After the shooting, many residents wondered if Crum's slaying was connected to his hard stance against prescription drugs.

Crum, who stepped down as Mingo County's chief magistrate to seek the sheriff's office last year, ran on a platform promising to tackle the county's prescription pill epidemic like never before. He attributed most of the county's crimes to the widespread illegal pill trade. Crum said he believed the addiction problem would eventually dry up if police went after area drug dealers.

Even before that, Williamson police appointed Crum to target the illegal pill trade as a special investigator.

Mingo County Commissioner Greg "Hootie" Smith said he was "heartbroken" to learn of the allegations against Crum.

"That's not the sheriff that I knew," Greg Smith said. "The sheriff I knew had strong desire to rid our county of such drugs."

He described Crum as a close personal friend. He had never known Crum to use drugs, he said.

Williamson resident Ance Gillman Jr. said he'd heard rumors about Crum, but never believed them until Thursday.

He wondered if he could trust anyone in the Mingo County courthouse again.

"They are going to have to clean out the whole courthouse," he said.

Ashley Newsome of Williamson said she went before Thornsbury for a custody hearing earlier this summer. She said Crum had arrested her baby's father for late child support payments, even though they weren't late.

"It's sad to say, even if people got together and stood up against people in the courthouse, we feel like there's nothing we could do," Newsome said.

After Crum's death, Mingo County authorities promised to continue Crum's work in ending the illegal pill trade.

Two college scholarships at Mingo County Central High School were named after him. A memorial fund was created to benefit his wife and children. County officials organized several fundraising events to benefit that fund.
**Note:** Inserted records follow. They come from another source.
#![forbid(unsafe_code)]

use crate::{JsonRpcRequest, McpServer, json_rpc_error};
use serde_json::Value;
use std::io::{BufRead, BufReader, Read, Write};

#[derive(Clone, Copy, Debug, PartialEq, Eq)]
enum StdioMode {
    NewlineJson,
    ContentLength,
}

fn detect_mode_from_first_line(line: &str) -> Option<StdioMode> {
    let trimmed = line.trim_start();
    if trimmed.is_empty() {
        return None;
    }
    if trimmed.starts_with('{') || trimmed.starts_with('[') {
        return Some(StdioMode::NewlineJson);
    }

    // Header framing: Content-Length headers, a blank line, a JSON body.
    // Some clients send Content-Type first; any plausible header line selects
    // header mode.
    let lower = trimmed.to_ascii_lowercase();
    if lower.starts_with("content-length:") || lower.starts_with("content-type:") {
        return Some(StdioMode::ContentLength);
    }

    None
}

fn parse_content_length_header(line: &str) -> Option<usize> {
    let trimmed = line.trim();
    let (key, value) = trimmed.split_once(':')?;
    if !key.trim().eq_ignore_ascii_case("content-length") {
        return None;
    }
    value.trim().parse::<usize>().ok()
}

fn read_content_length_frame(
    reader: &mut BufReader<std::io::StdinLock<'_>>,
    mut first_header: String,
) -> std::io::Result<Option<Vec<u8>>> {
    const MAX_CONTENT_LENGTH_BYTES: usize = 16 * 1024 * 1024;

    let mut content_length: Option<usize> = parse_content_length_header(&first_header);

    loop {
        let trimmed = first_header.trim_end();
        if trimmed.is_empty() {
            break;
        }

        first_header.clear();
        let read = reader.read_line(&mut first_header)?;
        if read == 0 {
            // EOF mid-header: treat as connection close.
            return Ok(None);
        }

        if content_length.is_none() {
            content_length = parse_content_length_header(&first_header);
        }
    }

    let Some(len) = content_length else {
        return Err(std::io::Error::new(
            std::io::ErrorKind::InvalidData,
            "Missing Content-Length header",
        ));
    };
    if len > MAX_CONTENT_LENGTH_BYTES {
        return Err(std::io::Error::new(
            std::io::ErrorKind::InvalidData,
            "Content-Length exceeds max allowed size",
        ));
    }

    let mut body = vec![0u8; len];
    reader.read_exact(&mut body)?;
    Ok(Some(body))
}

fn write_newline_json(
    stdout: &mut std::io::StdoutLock<'_>,
    resp: &Value,
) -> Result<(), Box<dyn std::error::Error>> {
    writeln!(stdout, "{}", serde_json::to_string(resp)?)?;
    stdout.flush()?;
    Ok(())
}

fn write_content_length_json(
    stdout: &mut std::io::StdoutLock<'_>,
    resp: &Value,
) -> Result<(), Box<dyn std::error::Error>> {
    let body = serde_json::to_vec(resp)?;
    write!(stdout, "Content-Length: {}\r\n\r\n", body.len())?;
    stdout.write_all(&body)?;
    stdout.flush()?;
    Ok(())
}

pub(crate) fn run_stdio(server: &mut McpServer) -> Result<(), Box<dyn std::error::Error>> {
    let stdin = std::io::stdin();
    let mut reader = BufReader::new(stdin.lock());
    let mut stdout = std::io::stdout().lock();

    // Auto-detect framing once per process so responses never interleave
    // framing styles on the same transport.
    let mut mode: Option<StdioMode> = None;

    loop {
        let effective_mode = match mode {
            Some(v) => v,
            None => {
                let mut peek = String::new();
                let read = reader.read_line(&mut peek)?;
                if read == 0 {
                    break;
                }
                if let Some(detected) = detect_mode_from_first_line(&peek) {
                    mode = Some(detected);
                }
                let Some(detected) = mode else {
                    continue;
                };

                match detected {
                    StdioMode::NewlineJson => {
                        let raw = peek.trim();
                        if raw.is_empty() {
                            continue;
                        }
                        handle_newline_request(server, &mut stdout, raw)?;
                        continue;
                    }
                    StdioMode::ContentLength => {
                        let Some(body) = read_content_length_frame(&mut reader, peek)? else {
                            break;
                        };
                        handle_content_length_request(server, &mut stdout, &body)?;
                        continue;
                    }
                }
            }
        };

        match effective_mode {
            StdioMode::NewlineJson => {
                let mut line = String::new();
                let read = reader.read_line(&mut line)?;
                if read == 0 {
                    break;
                }
                let raw = line.trim();
                if raw.is_empty() {
                    continue;
                }
                handle_newline_request(server, &mut stdout, raw)?;
            }
            StdioMode::ContentLength => {
                let mut first_header = String::new();
                let read = reader.read_line(&mut first_header)?;
                if read == 0 {
                    break;
                }
                if first_header.trim().is_empty() {
                    continue;
                }
                let Some(body) = read_content_length_frame(&mut reader, first_header)? else {
                    break;
                };
                handle_content_length_request(server, &mut stdout, &body)?;
            }
        }
    }

    Ok(())
}

fn handle_newline_request(
    server: &mut McpServer,
    stdout: &mut std::io::StdoutLock<'_>,
    raw: &str,
) -> Result<(), Box<dyn std::error::Error>> {
    match parse_request(raw.as_bytes()) {
        Ok(request) => {
            if let Some(resp) = server.handle(request) {
                write_newline_json(stdout, &resp)?;
            }
        }
        Err(resp) => write_newline_json(stdout, &resp)?,
    }
    Ok(())
}

fn handle_content_length_request(
    server: &mut McpServer,
    stdout: &mut std::io::StdoutLock<'_>,
    body: &[u8],
) -> Result<(), Box<dyn std::error::Error>> {
    match parse_request(body) {
        Ok(request) => {
            if let Some(resp) = server.handle(request) {
                write_content_length_json(stdout, &resp)?;
            }
        }
        Err(resp) => write_content_length_json(stdout, &resp)?,
    }
    Ok(())
}

fn parse_request(body: &[u8]) -> Result<JsonRpcRequest, Value> {
    let data: Value = serde_json::from_slice(body)
        .map_err(|e| json_rpc_error(None, -32700, &format!("Parse error: {e}")))?;

    let (id, has_method) = match data.as_object() {
        Some(obj) => (obj.get("id").cloned(), obj.contains_key("method")),
        None => {
            return Err(json_rpc_error(None, -32600, "Invalid Request"));
        }
    };
    if !has_method {
        return Err(json_rpc_error(id, -32600, "Invalid Request"));
    }

    serde_json::from_value::<JsonRpcRequest>(data)
        .map_err(|e| json_rpc_error(id, -32600, &format!("Invalid Request: {e}")))
}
The Mingo County STOP Coalition, which operates county drug treatment programs, said it would name a new facility in Matewan the "Eugene Crum Memorial Complex."

Sparks, the county prosecutor, has said Crum's slaying is not connected to drugs. Relatives of Maynard, the sheriff's alleged killer, have said Crum sexually assaulted Maynard. Crum was Maynard's boxing coach when Maynard was 15. Sparks said investigators looked into the allegations and found no evidence of sexual assault.

As part of the Maynard case, Sparks previously disclosed potential evidence of a State Police report from 2002 in connection to the alleged sexual assault of a 19-year-old woman. Crum, who was Delbarton police chief at the time, had sex with the woman in the back seat of a city police cruiser. The woman later went to a hospital and complained of injuries related to a sexual assault. Police noted that her blood alcohol content was about four times the legal limit at that time in West Virginia. Crum said the sex was consensual, and a State Police trooper came to the same conclusion.